Critères de la dépendance à l’exercice
(D. Veale, 1991)
- Réduction du répertoire des exercices physiques conduisant à une activité physique stéréotypée, pratiquée au moins une fois par jour.
- L’activité physique est plus investie que tout autre.
- Augmentation de la tolérance de l’intensité de l’exercice, d’année en année.
- Symptômes de sevrage avec tristesse lors de l’arrêt (volontaire ou contraint) de l’exercice physique.
- Atténuation ou disparition des symptômes de sevrage à la reprise de l’exercice.
- Perception subjective d’un besoin compulsif d’exercice.
- Réinstallation rapide de l’activité compulsive après une période d’interruption.
- Poursuite de l’exercice physique intense en dépit de maladies physiques graves causées, aggravées ou prolongées par le sport. Négligence des avis contraires donnés par les médecins ou les entraîneurs.
- Difficultés ou conflits avec la famille, les amis ou l’employeur liés à l’activité sportive.
- Le sujet s’oblige à perdre du poids en suivant un régime, pour améliorer ses performances.
Le principe de l’addiction à l’exercice physique tient dans l’usage d’une situation routinière (la pratique d’un geste répétitif, sans satisfaction immédiate), afin d’obtenir une augmentation de l’estime de soi, à travers une multitude d’effets physiques et psychiques. Dans le cas des coureurs de fond, le remplacement de la dépendance au tabac était immédiatement bénéfique.

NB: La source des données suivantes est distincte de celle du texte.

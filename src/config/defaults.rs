/*!
 * 内置命令库与工作区初始化
 *
 * 提供出厂命令库、起步赛季配置，以及工作区目录脚手架。
 * 初始化是幂等的：已存在的文件一律保留，不会被覆盖。
 */

use crate::config::paths::WorkspacePaths;
use crate::config::types::{CategoryFile, SeasonConfig, StartingPosition};
use crate::model::{Alliance, CommandDefinition, Side};
use crate::utils::error::AppResult;
use anyhow::Context;
use std::collections::HashMap;
use tracing::{debug, info};

/// 默认赛季标识
pub const DEFAULT_SEASON: &str = "pushback_2026";

fn command(
    id: &str,
    name: &str,
    code_template: &str,
    color: &str,
    category: &str,
) -> CommandDefinition {
    CommandDefinition {
        id: id.to_string(),
        name: name.to_string(),
        code_template: code_template.to_string(),
        color: color.to_string(),
        category: category.to_string(),
        description: String::new(),
        parameters: Vec::new(),
    }
}

/// 出厂命令库
///
/// 返回 (文件名, 类别内容) 列表，文件名即类别标识。
pub fn builtin_categories() -> Vec<(&'static str, CategoryFile)> {
    vec![
        ("intake", create_intake_category()),
        ("conveyor", create_conveyor_category()),
        ("scorer", create_scorer_category()),
        ("pneumatics", create_pneumatics_category()),
        ("timing", create_timing_category()),
    ]
}

fn create_intake_category() -> CategoryFile {
    CategoryFile {
        category: "Intake".to_string(),
        description: "Intake roller control".to_string(),
        commands: vec![
            command("intake_in", "Intake In", "mech.intakeIn();", "#00FF00", "Intake"),
            command("intake_out", "Intake Out", "mech.intakeOut();", "#FF6600", "Intake"),
            command("intake_stop", "Intake Stop", "mech.intakeStop();", "#006600", "Intake"),
        ],
    }
}

fn create_conveyor_category() -> CategoryFile {
    CategoryFile {
        category: "Conveyor".to_string(),
        description: "Conveyor belt control".to_string(),
        commands: vec![
            command("conveyor_up", "Conveyor Up", "mech.conveyorUp();", "#0088FF", "Conveyor"),
            command("conveyor_down", "Conveyor Down", "mech.conveyorDown();", "#0044AA", "Conveyor"),
            command("conveyor_stop", "Conveyor Stop", "mech.conveyorStop();", "#002266", "Conveyor"),
        ],
    }
}

fn create_scorer_category() -> CategoryFile {
    CategoryFile {
        category: "Scorer".to_string(),
        description: "Scoring releaser control".to_string(),
        commands: vec![
            command("scorer_forward", "Releaser →", "mech.releaserForward();", "#FF0000", "Scorer"),
            command("scorer_backward", "Releaser ←", "mech.releaserBackward();", "#AA0000", "Scorer"),
            command("scorer_stop", "Releaser Stop", "mech.releaserStop();", "#660000", "Scorer"),
        ],
    }
}

fn create_pneumatics_category() -> CategoryFile {
    CategoryFile {
        category: "Pneumatics".to_string(),
        description: "Pneumatic actuators".to_string(),
        commands: vec![
            command("arm_toggle", "Toggle Arm", "mech.toggleArm();", "#FF00FF", "Pneumatics"),
            command("lever_toggle", "Toggle Lever", "mech.toggleLever();", "#AA00AA", "Pneumatics"),
        ],
    }
}

fn create_timing_category() -> CategoryFile {
    CategoryFile {
        category: "Timing".to_string(),
        description: "Fixed delays".to_string(),
        commands: vec![
            command("wait_100", "Wait 100ms", "pros::delay(100);", "#888888", "Timing"),
            command("wait_250", "Wait 250ms", "pros::delay(250);", "#888888", "Timing"),
            command("wait_500", "Wait 500ms", "pros::delay(500);", "#888888", "Timing"),
            command("wait_1000", "Wait 1s", "pros::delay(1000);", "#888888", "Timing"),
        ],
    }
}

/// 创建起步赛季配置
///
/// 引用全部出厂类别，并附带左右两个起始位置。
pub fn create_starter_season_config(display_name: &str) -> SeasonConfig {
    SeasonConfig {
        season: Some(display_name.to_string()),
        include_commands_from: builtin_categories()
            .iter()
            .map(|(name, _)| name.to_string())
            .collect(),
        command_overrides: HashMap::new(),
        custom_commands: Vec::new(),
        command_sequences: Vec::new(),
        starting_positions: vec![
            StartingPosition {
                label: "Left Start".to_string(),
                x: -48.0,
                y: -60.0,
                heading: 0.0,
                side: Some(Side::Left),
                alliance: Some(Alliance::Red),
            },
            StartingPosition {
                label: "Right Start".to_string(),
                x: 48.0,
                y: -60.0,
                heading: 0.0,
                side: Some(Side::Right),
                alliance: Some(Alliance::Red),
            },
        ],
    }
}

/// 从赛季标识推导显示名称，如 "pushback_2026" → "Pushback 2026"
pub fn season_display_name(season: &str) -> String {
    season
        .split('_')
        .filter(|part| !part.is_empty())
        .map(|part| {
            let mut chars = part.chars();
            match chars.next() {
                Some(first) => first.to_uppercase().collect::<String>() + chars.as_str(),
                None => String::new(),
            }
        })
        .collect::<Vec<_>>()
        .join(" ")
}

/// 初始化工作区
///
/// 创建目录结构、出厂类别文件和起步赛季配置。
/// 已存在的文件全部保留，重复执行不会产生任何改动。
pub async fn init_workspace(paths: &WorkspacePaths, season: &str) -> AppResult<()> {
    paths.ensure_directories_exist()?;

    for (file_name, category) in builtin_categories() {
        let path = paths.category_file(file_name);
        if path.exists() {
            debug!("类别文件已存在，跳过: {}", path.display());
            continue;
        }

        let content = serde_json::to_string_pretty(&category)
            .with_context(|| format!("无法序列化类别 {}", file_name))?;
        tokio::fs::write(&path, content)
            .await
            .with_context(|| format!("无法写入类别文件: {}", path.display()))?;
        info!("创建类别文件: {}", path.display());
    }

    let season_dir = paths.season_dir(season);
    if !season_dir.exists() {
        tokio::fs::create_dir_all(&season_dir)
            .await
            .with_context(|| format!("无法创建赛季目录: {}", season_dir.display()))?;
        info!("创建赛季目录: {}", season_dir.display());
    }

    let config_path = paths.season_config_file(season);
    if config_path.exists() {
        debug!("赛季配置已存在，跳过: {}", config_path.display());
    } else {
        let config = create_starter_season_config(&season_display_name(season));
        let content =
            serde_json::to_string_pretty(&config).with_context(|| "无法序列化赛季配置")?;
        tokio::fs::write(&config_path, content)
            .await
            .with_context(|| format!("无法写入赛季配置: {}", config_path.display()))?;
        info!("创建赛季配置: {}", config_path.display());
    }

    Ok(())
}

Dans le cas des dépendants aux exercices physiques de type body-building, stretching, l’essentiel réside dans l’appropriation de ce style de vie sportif qui devient la seule manière de vivre (la plupart de pratiquants intensifs du body-building se retrouvent souvent à faire leur métier).
Il existe à l’heure actuelle plusieurs échelles d’évaluation de cette nouvelle addiction dont nous vous proposons celle qui s’adresse aux coureurs de fond et aux body-builders.
Running Addiction Scale
(Champan et Castro, 1990)
- Je cours très souvent et régulièrement (+ 1)

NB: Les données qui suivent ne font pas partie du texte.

/*!
 * 项目持久化模块
 */

pub mod io;

pub use io::{
    create_new_project, load_project, project_info, save_project, ProjectInfo, PROJECT_VERSION,
};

- Si le temps est froid, trop chaud, s’il y a du vent, je ne cours pas (- 1)
- Je n’annule pas mes activités avec les amis pour courir (- 1)
- J’ai arrêté de courir pendant au moins une semaine pour des raisons autres que des blessures (- 1)
- Je cours même quand j’ai très mal (+ 1)
- Je n’ai jamais dépensé d’argent pour courir, pour acheter des livres sur la course, pour m’équiper (- 1)
- Si je trouvais une autre façon de rester en forme physique je ne courrais pas (- 1)
- Après une course je me sens mieux (+ 1)
- Je continuerais de courir même si j’étais blessé (-1)
- Certains jours, même si je n’avais pas le temps, je vais courir (+ 1)
- J’ai besoin de courir au moins une fois par jour (+ 1)
Critères de dépendance au body-building
(D. Smith, 1998)
- Je m’entraîne même quand je suis malade ou grippé.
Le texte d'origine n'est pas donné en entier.